→ Assignment
Each record must be retyped word for word.

[Collection entries]
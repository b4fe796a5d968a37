//! Background purge of expired entries.
//!
//! Reads already hide expired entries; the sweeper only reclaims rows for
//! keys that are never read again. Each tick removes at most one batch.

use std::time::Duration;

use qcache_core::{Error, TtlStore};
use tokio::task::JoinHandle;
use tokio::time::MissedTickBehavior;
use tracing::{debug, info, warn};

/// Run a single bounded purge and log the outcome.
pub async fn sweep_once(store: &TtlStore, batch_size: usize) -> Result<u64, Error> {
    let removed = store.purge_expired(batch_size).await?;
    if removed > 0 {
        info!(removed, batch_size, "Purged expired cache entries");
    } else {
        debug!("Purge sweep found no expired entries");
    }
    Ok(removed)
}

/// Spawn the periodic purge task.
///
/// Store errors are logged and the loop keeps running. Abort the returned
/// handle on shutdown.
pub fn spawn_purge_task(store: TtlStore, interval: Duration, batch_size: usize) -> JoinHandle<()> {
    tokio::spawn(async move {
        info!(interval_ms = interval.as_millis() as u64, batch_size, "Starting cache purge task");

        let mut ticker = tokio::time::interval(interval);
        ticker.set_missed_tick_behavior(MissedTickBehavior::Delay);
        // The first tick completes immediately.
        ticker.tick().await;

        loop {
            ticker.tick().await;
            if let Err(e) = sweep_once(&store, batch_size).await {
                warn!(error = %e, "Cache purge sweep failed");
            }
        }
    })
}
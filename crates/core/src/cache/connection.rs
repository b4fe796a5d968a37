//! Store handle with pragma configuration.
//!
//! This module handles opening the SQLite database, applying required pragmas
//! for concurrent access from several processes (WAL mode, busy timeout), and
//! running migrations.

use super::migrations;
use crate::Error;
use std::path::Path;
use tokio_rusqlite::Connection;

const PRAGMAS: &str = "PRAGMA journal_mode=WAL;
     PRAGMA synchronous=NORMAL;
     PRAGMA temp_store=MEMORY;
     PRAGMA busy_timeout=5000;";

/// Handle to the durable TTL store.
///
/// Wraps a tokio-rusqlite Connection that runs statements on a background
/// thread. Open it once at startup and clone it into each consumer; clones
/// share the same connection.
#[derive(Clone, Debug)]
pub struct TtlStore {
    pub(crate) conn: Connection,
}

impl TtlStore {
    /// Open a store at the specified path.
    ///
    /// Creates the file if it doesn't exist, applies pragmas,
    /// and runs any pending migrations.
    pub async fn open(path: impl AsRef<Path>) -> Result<Self, Error> {
        let conn = Connection::open(path).await.map_err(|e| Error::Database(e.into()))?;
        Self::init(conn).await
    }

    /// Open an in-memory store for testing.
    pub async fn open_in_memory() -> Result<Self, Error> {
        let conn = Connection::open_in_memory()
            .await
            .map_err(|e| Error::Database(e.into()))?;
        Self::init(conn).await
    }

    async fn init(conn: Connection) -> Result<Self, Error> {
        conn.call(|conn| {
            conn.execute_batch(PRAGMAS)?;
            Ok(())
        })
        .await
        .map_err(Error::Database)?;

        migrations::run(&conn).await?;

        Ok(Self { conn })
    }
}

→ Task result
repository b4fe796a5d968a37
//! Background purge of expired entries.
//!
//! Reads already hide expired entries; the sweeper only reclaims rows for
//! keys that are never read again. Each tick removes at most one batch.

use std::time::Duration;

use qcache_core::{Error, TtlStore};
use tokio::task::JoinHandle;
use tokio::time::MissedTickBehavior;
use tracing::{debug, info, warn};

/// Run a single bounded purge and log the outcome.
pub async fn sweep_once(store: &TtlStore, batch_size: usize) -> Result<u64, Error> {
    let removed = store.purge_expired(batch_size).await?;
    if removed > 0 {
        info!(removed, batch_size, "Purged expired cache entries");
    } else {
        debug!("Purge sweep found no expired entries");
    }
    Ok(removed)
}

/// Spawn the periodic purge task.
///
/// Store errors are logged and the loop keeps running. Abort the returned
/// handle on shutdown.
pub fn spawn_purge_task(store: TtlStore, interval: Duration, batch_size: usize) -> JoinHandle<()> {
    tokio::spawn(async move {
        info!(interval_ms = interval.as_millis() as u64, batch_size, "Starting cache purge task");

        let mut ticker = tokio::time::interval(interval);
        ticker.set_missed_tick_behavior(MissedTickBehavior::Delay);
        // The first tick completes immediately.
        ticker.tick().await;

        loop {
            ticker.tick().await;
            if let Err(e) = sweep_once(&store, batch_size).await {
                warn!(error = %e, "Cache purge sweep failed");
            }
        }
    })
}
filename crates/core/src/cache/connection.rs
repository b4fe796a5d968a37
//! Store handle with pragma configuration.
//!
//! This module handles opening the SQLite database, applying required pragmas
//! for concurrent access from several processes (WAL mode, busy timeout), and
//! running migrations.

use super::migrations;
use crate::Error;
use std::path::Path;
use tokio_rusqlite::Connection;

const PRAGMAS: &str = "PRAGMA journal_mode=WAL;
     PRAGMA synchronous=NORMAL;
     PRAGMA temp_store=MEMORY;
     PRAGMA busy_timeout=5000;";

/// Handle to the durable TTL store.
///
/// Wraps a tokio-rusqlite Connection that runs statements on a background
/// thread. Open it once at startup and clone it into each consumer; clones
/// share the same connection.
#[derive(Clone, Debug)]
pub struct TtlStore {
    pub(crate) conn: Connection,
}

impl TtlStore {
    /// Open a store at the specified path.
    ///
    /// Creates the file if it doesn't exist, applies pragmas,
    /// and runs any pending migrations.
    pub async fn open(path: impl AsRef<Path>) -> Result<Self, Error> {
        let conn = Connection::open(path).await.map_err(|e| Error::Database(e.into()))?;
        Self::init(conn).await
    }

    /// Open an in-memory store for testing.
    pub async fn open_in_memory() -> Result<Self, Error> {
        let conn = Connection::open_in_memory()
            .await
            .map_err(|e| Error::Database(e.into()))?;
        Self::init(conn).await
    }

    async fn init(conn: Connection) -> Result<Self, Error> {
        conn.call(|conn| {
            conn.execute_batch(PRAGMAS)?;
            Ok(())
        })
        .await
        .map_err(Error::Database)?;

        migrations::run(&conn).await?;

        Ok(Self { conn })
    }
}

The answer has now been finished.